Baseline Sentiment Analysis Tool

Overview

This baseline system performs relevance classification, sentiment analysis, aspect categorization and opinion target extraction from a document. It was designed for the GermEval 2017 Shared Task on Aspect Based Sentiment Analysis (https://sites.google.com/view/germeval2017-absa/) JavaDoc documentation is available on the documentation page.

You can download the compiled project from: https://ltnas1.informatik.uni-hamburg.de:8081/owncloud/index.php/s/0dht3oSyBhTZDzL

Machine Learning

The baseline system contains two classifiers. A SVM is used for relevance classification, sentiment analysis and aspect categorization. For opinion target identification, it uses a CRF classifier.

Features

The SVM uses the following features:

term frequency
German sentiment lexica [1]

The CRF classifier uses these features:

the token (without standardization/lemmatization/lowercasing)
the POS tag

Both features are unigram features on the current token, no preceding/following tokens are taken into account.

Training and Testing

The download package and the project come with pre-trained models. To train the models, use the following command:

java -cp ABSA-Baseline-0.0.1-SNAPSHOT.jar uhh_lt.GermEval2017.baseline.TrainAllClassifiers path/to/train.xml

If you want to train from the TSV file, you can do so as well. Note, that in this case, no model for Aspect Target Identification is being trained.

java -cp ABSA-Baseline-0.0.1-SNAPSHOT.jar uhh_lt.GermEval2017.baseline.TrainAllClassifiers path/to/train.tsv

You can test the models by executing:

java -cp ABSA-Baseline-0.0.1-SNAPSHOT.jar uhh_lt.GermEval2017.baseline.Classify path/to/dev.xml

java -cp ABSA-Baseline-0.0.1-SNAPSHOT.jar uhh_lt.GermEval2017.baseline.Classify path/to/dev.tsv

This will produce a file with "_classified" added to its name. This file contains the predictions.

Evaluation

To evaluate your classifier performance, you should ue the official GermEval2017 evaluation script: https://github.com/muchafel/GermEval2017

Compilation

You can compile the project using Maven:

go into the project folder
execute

mvn clean compile package

the compiled project is under ./target/

Access to the classification results

You can use the system to get a prediction that can be used in an ensemble system. A quick way to do this is to add the following repository to your projects POM file:

	<repositories>
		<repository>
			<id>jitpack.io</id>
			<url>https://jitpack.io</url>
		</repository>
	</repositories>

Now, you can add the project's dependency:

	<dependency>
	    <groupId>com.github.uhh-lt</groupId>
	    <artifactId>GermEval2017-Baseline</artifactId>
	    <version>-SNAPSHOT</version>
	</dependency>

To access the models, you need to copy them into the data folder; you can get models from the compiled project.

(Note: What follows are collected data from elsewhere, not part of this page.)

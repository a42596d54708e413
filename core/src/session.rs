//! Session controller: the play-session state machine.
//!
//! STATES:
//!   Idle → Countdown → Active ⇄ Paused → Won | Lost → Idle
//!
//! RULES:
//!   - Only this module writes score, level and spawn cadence.
//!   - Every wait is a `Scheduler` timer in session time; a reset cancels
//!     all of them at once, so nothing armed for an old session fires into
//!     a new one.
//!   - Pause freezes session time only. Wall-clock economy timers keep
//!     running (see `EconomyService::run_hourly_refill`).
//!   - A won session never consumes an attempt, whatever is reported later.
//!   - Coins, attempts and the high score go through `EconomyService`.

use crate::{
    clock::SessionClock,
    config::SessionConfig,
    economy::{AttemptOutcome, EconomyService},
    error::ArcadeResult,
    event::GameEvent,
    rng::SpawnRng,
    spawner::SpawnSchedule,
    timer::{Fired, Scheduler, TimerKind},
    types::{Score, SessionId, SessionTime},
};
use serde::{Deserialize, Serialize};

#[derive(Debug, Clone, Copy, Serialize, Deserialize, PartialEq, Eq)]
#[serde(rename_all = "snake_case")]
pub enum SessionState {
    Idle,
    Countdown,
    Active,
    Paused,
    Won,
    Lost,
}

/// What the start countdown currently shows.
#[derive(Debug, Clone, Copy, Serialize, Deserialize, PartialEq, Eq)]
#[serde(tag = "display", content = "value", rename_all = "snake_case")]
pub enum CountdownDisplay {
    Number(u32),
    Go,
}

pub struct SessionController {
    config:           SessionConfig,
    seed:             u64,
    sessions_started: u64,
    // Never `Paused`; pause is a clock flag layered over Countdown/Active.
    phase:            SessionState,
    clock:            SessionClock,
    timers:           Scheduler,
    spawner:          SpawnSchedule,
    session_id:       Option<SessionId>,
    difficulty:       f64,
    score:            Score,
    level:            u32,
    high_score:       Score,
    won:              bool,
    countdown:        Option<CountdownDisplay>,
    level_banner:     Option<u32>,
}

impl SessionController {
    pub fn new(config: SessionConfig, seed: u64) -> Self {
        let spawner = SpawnSchedule::new(&config, SpawnRng::for_session(seed, 0));
        Self {
            config,
            seed,
            sessions_started: 0,
            phase: SessionState::Idle,
            clock: SessionClock::new(),
            timers: Scheduler::new(),
            spawner,
            session_id: None,
            difficulty: 1.0,
            score: 0,
            level: 1,
            high_score: 0,
            won: false,
            countdown: None,
            level_banner: None,
        }
    }

    // ── Transitions ───────────────────────────────────────────────

    /// Idle → Countdown. Ignored unless idle, the difficulty is a positive
    /// number and the economy still has an attempt to spend.
    pub fn start_game(&mut self, difficulty: f64, economy: &EconomyService) -> Vec<GameEvent> {
        if self.phase != SessionState::Idle {
            log::warn!("start_game ignored: session is {:?}", self.state());
            return vec![];
        }
        if !(difficulty.is_finite() && difficulty > 0.0) {
            log::warn!("start_game ignored: difficulty {difficulty} is not a positive number");
            return vec![];
        }
        if economy.remaining_attempts() == 0 {
            log::info!("start_game ignored: no attempts left, entry fee required");
            return vec![];
        }

        self.reset_runtime();
        self.sessions_started += 1;
        self.spawner
            .reset(SpawnRng::for_session(self.seed, self.sessions_started));
        self.difficulty = difficulty;
        self.high_score = economy.high_score();

        let session_id = uuid::Uuid::new_v4().to_string();
        self.session_id = Some(session_id.clone());
        self.phase = SessionState::Countdown;
        log::info!("session {session_id} starting at difficulty {difficulty}");

        let mut events = vec![
            GameEvent::SessionStarted {
                session_id,
                difficulty,
                high_score: self.high_score,
            },
            GameEvent::ScoreChanged { score: 0 },
        ];
        if self.config.countdown_from > 0 {
            let n = self.config.countdown_from;
            self.countdown = Some(CountdownDisplay::Number(n));
            events.push(GameEvent::CountdownTick { remaining: n });
        } else {
            self.countdown = Some(CountdownDisplay::Go);
            events.push(GameEvent::CountdownGo);
        }
        self.timers.schedule(
            self.clock.now + self.config.countdown_step,
            TimerKind::CountdownStep,
        );
        events
    }

    /// Active/Countdown ⇄ Paused.
    pub fn toggle_pause(&mut self) -> Vec<GameEvent> {
        if !matches!(self.phase, SessionState::Countdown | SessionState::Active) {
            log::warn!("toggle_pause ignored: session is {:?}", self.phase);
            return vec![];
        }
        if self.clock.paused {
            self.clock.resume();
            log::info!("session resumed at t={:.2}", self.clock.now);
            vec![GameEvent::Resumed]
        } else {
            self.clock.pause();
            log::info!("session paused at t={:.2}", self.clock.now);
            vec![GameEvent::Paused]
        }
    }

    /// Back to Idle from any state. Cancels every pending wait. Persisted
    /// economy fields are untouched.
    pub fn restart_game(&mut self) -> Vec<GameEvent> {
        log::info!("session reset from {:?}", self.state());
        self.reset_runtime();
        vec![GameEvent::SessionReset]
    }

    /// A target was hit. Only counts while actively playing.
    pub fn add_score(
        &mut self,
        points: i64,
        economy: &mut EconomyService,
    ) -> ArcadeResult<Vec<GameEvent>> {
        if self.state() != SessionState::Active {
            log::debug!("add_score({points}) ignored: session is {:?}", self.state());
            return Ok(vec![]);
        }

        self.score = self.score.saturating_add(points);
        let mut events = vec![GameEvent::ScoreChanged { score: self.score }];

        let max_level = self.config.max_level();
        while self.level < max_level
            && self.score >= self.config.level_thresholds[(self.level - 1) as usize]
        {
            self.level_up(&mut events);
        }

        if self.level == max_level && self.score >= self.config.win_score() && !self.won {
            self.win(economy, &mut events)?;
        }
        Ok(events)
    }

    /// A scoring target left the field unclicked. Ends the session as lost
    /// unless it was already won.
    pub fn report_miss(&mut self, economy: &mut EconomyService) -> ArcadeResult<Vec<GameEvent>> {
        if self.won {
            log::debug!("report_miss ignored: session already won");
            return Ok(vec![]);
        }
        if self.state() != SessionState::Active {
            log::debug!("report_miss ignored: session is {:?}", self.state());
            return Ok(vec![]);
        }

        self.phase = SessionState::Lost;
        self.stop_spawning();

        let mut events = Vec::new();
        self.check_high_score(economy, &mut events)?;

        let outcome = economy.consume_attempt()?;
        events.insert(
            0,
            GameEvent::Lost {
                score: self.score,
                attempts_remaining: economy.remaining_attempts(),
            },
        );
        log::info!(
            "session {} lost with score {}, {} attempts left",
            self.session_id.as_deref().unwrap_or("-"),
            self.score,
            economy.remaining_attempts()
        );

        if outcome == AttemptOutcome::Exhausted {
            events.push(GameEvent::AttemptsExhausted);
            self.timers.schedule(
                self.clock.now + self.config.lobby_return_delay,
                TimerKind::LobbyReturn,
            );
        }
        Ok(events)
    }

    /// Advance session time by `dt` and fire every timer that comes due.
    /// Does nothing while paused.
    pub fn tick(&mut self, dt: SessionTime) -> Vec<GameEvent> {
        if self.clock.paused {
            return vec![];
        }
        let now = self.clock.advance(dt);

        let mut events = Vec::new();
        while let Some(fired) = self.timers.pop_due(now) {
            self.on_timer(fired, &mut events);
        }
        events
    }

    // ── Timer handlers ────────────────────────────────────────────

    fn on_timer(&mut self, fired: Fired, events: &mut Vec<GameEvent>) {
        log::debug!("timer {:?} fired at t={:.2}", fired.kind, fired.due);
        match fired.kind {
            TimerKind::CountdownStep => self.advance_countdown(fired.due, events),
            TimerKind::Spawn => {
                if self.phase != SessionState::Active || !self.spawner.is_running() {
                    return;
                }
                let kind = self.spawner.pick();
                events.push(GameEvent::TargetSpawned {
                    kind:   kind.name.clone(),
                    points: kind.points,
                    hazard: kind.hazard,
                });
                let next = fired.due + self.spawner.interval();
                self.timers.schedule(next, TimerKind::Spawn);
            }
            TimerKind::LevelBannerEnd => {
                self.level_banner = None;
                events.push(GameEvent::LevelBannerHidden);
            }
            TimerKind::LobbyReturn => {
                log::info!("attempts exhausted, returning to lobby");
                self.reset_runtime();
                events.push(GameEvent::ReturnToLobby);
            }
        }
    }

    fn advance_countdown(&mut self, due: SessionTime, events: &mut Vec<GameEvent>) {
        if self.phase != SessionState::Countdown {
            return;
        }
        match self.countdown {
            Some(CountdownDisplay::Number(n)) if n > 1 => {
                self.countdown = Some(CountdownDisplay::Number(n - 1));
                events.push(GameEvent::CountdownTick { remaining: n - 1 });
                self.timers
                    .schedule(due + self.config.countdown_step, TimerKind::CountdownStep);
            }
            Some(CountdownDisplay::Number(_)) => {
                self.countdown = Some(CountdownDisplay::Go);
                events.push(GameEvent::CountdownGo);
                self.timers
                    .schedule(due + self.config.countdown_step, TimerKind::CountdownStep);
            }
            Some(CountdownDisplay::Go) | None => self.begin_play(due, events),
        }
    }

    fn begin_play(&mut self, at: SessionTime, events: &mut Vec<GameEvent>) {
        self.countdown = None;
        self.phase = SessionState::Active;
        let interval = self.spawner.start(self.difficulty);
        self.timers.schedule(at + interval, TimerKind::Spawn);
        log::info!("play started, spawn interval {interval:.2}");
        events.push(GameEvent::PlayStarted { spawn_interval: interval });
    }

    // ── Internals ─────────────────────────────────────────────────

    fn level_up(&mut self, events: &mut Vec<GameEvent>) {
        self.level += 1;
        let interval = self.spawner.speed_up();

        self.level_banner = Some(self.level);
        self.timers.cancel_kind(TimerKind::LevelBannerEnd);
        self.timers.schedule(
            self.clock.now + self.config.level_banner_duration,
            TimerKind::LevelBannerEnd,
        );

        log::info!("level {} reached, spawn interval {interval:.2}", self.level);
        events.push(GameEvent::LevelUp {
            level: self.level,
            spawn_interval: interval,
        });
    }

    fn win(&mut self, economy: &mut EconomyService, events: &mut Vec<GameEvent>) -> ArcadeResult<()> {
        self.won = true;
        self.phase = SessionState::Won;
        self.stop_spawning();

        let reward = economy.config().win_reward;
        if reward > 0 {
            economy.award_coins(reward)?;
        }
        log::info!(
            "session {} won with score {}, rewarded {reward} coins",
            self.session_id.as_deref().unwrap_or("-"),
            self.score
        );
        events.push(GameEvent::Won {
            score: self.score,
            reward,
        });
        self.check_high_score(economy, events)
    }

    fn check_high_score(
        &mut self,
        economy: &mut EconomyService,
        events: &mut Vec<GameEvent>,
    ) -> ArcadeResult<()> {
        if economy.record_high_score(self.score)? {
            self.high_score = self.score;
            events.push(GameEvent::HighScoreBeaten {
                high_score: self.score,
            });
        }
        Ok(())
    }

    fn stop_spawning(&mut self) {
        self.spawner.stop();
        self.timers.cancel_kind(TimerKind::Spawn);
    }

    fn reset_runtime(&mut self) {
        self.timers.cancel_all();
        self.clock.reset();
        self.spawner.rewind();
        self.phase = SessionState::Idle;
        self.session_id = None;
        self.score = 0;
        self.level = 1;
        self.won = false;
        self.countdown = None;
        self.level_banner = None;
    }

    // ── Read-only views ───────────────────────────────────────────

    pub fn state(&self) -> SessionState {
        match self.phase {
            SessionState::Countdown | SessionState::Active if self.clock.paused => {
                SessionState::Paused
            }
            phase => phase,
        }
    }

    pub fn score(&self) -> Score {
        self.score
    }

    pub fn level(&self) -> u32 {
        self.level
    }

    /// High score as of session start, raised when this session beats it.
    pub fn high_score(&self) -> Score {
        self.high_score
    }

    pub fn spawn_interval(&self) -> SessionTime {
        self.spawner.interval()
    }

    pub fn is_active(&self) -> bool {
        self.phase == SessionState::Active
    }

    pub fn is_paused(&self) -> bool {
        self.clock.paused
    }

    pub fn is_won(&self) -> bool {
        self.won
    }

    pub fn countdown(&self) -> Option<CountdownDisplay> {
        self.countdown
    }

    pub fn level_banner(&self) -> Option<u32> {
        self.level_banner
    }

    pub fn session_id(&self) -> Option<&str> {
        self.session_id.as_deref()
    }

    pub fn session_time(&self) -> SessionTime {
        self.clock.now
    }

    pub fn pending_timers(&self) -> usize {
        self.timers.len()
    }
}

Now, you can add the 'AbSentiment' classifier to your code and analyze text documents:

import uhh_lt.GermEval2017.baseline.type.Result;
import uhh_lt.GermEval2017.baseline.AbSentiment;

public class MyClass {

    public static void main(String[] args) {
        AbSentiment analyzer = new AbSentiment();

        Result result = analyzer.analyzeText("This is the input string");

        // get Sentiment of text
        System.out.println(result.getSentiment());
        System.out.println(result.getSentimentScore());

    }
}

Licence

This software is published under the Apache Software Licence 2.0.

References

[1] Waltinger, U. (2010): Sentiment Analysis Reloaded: A Comparative Study On Sentiment Polarity Identification Combining Machine Learning And Subjectivity Features, In: Proceedings of the 6th International Conference on Web Information Systems and Technologies (WEBIST '10), Valencia, Spain.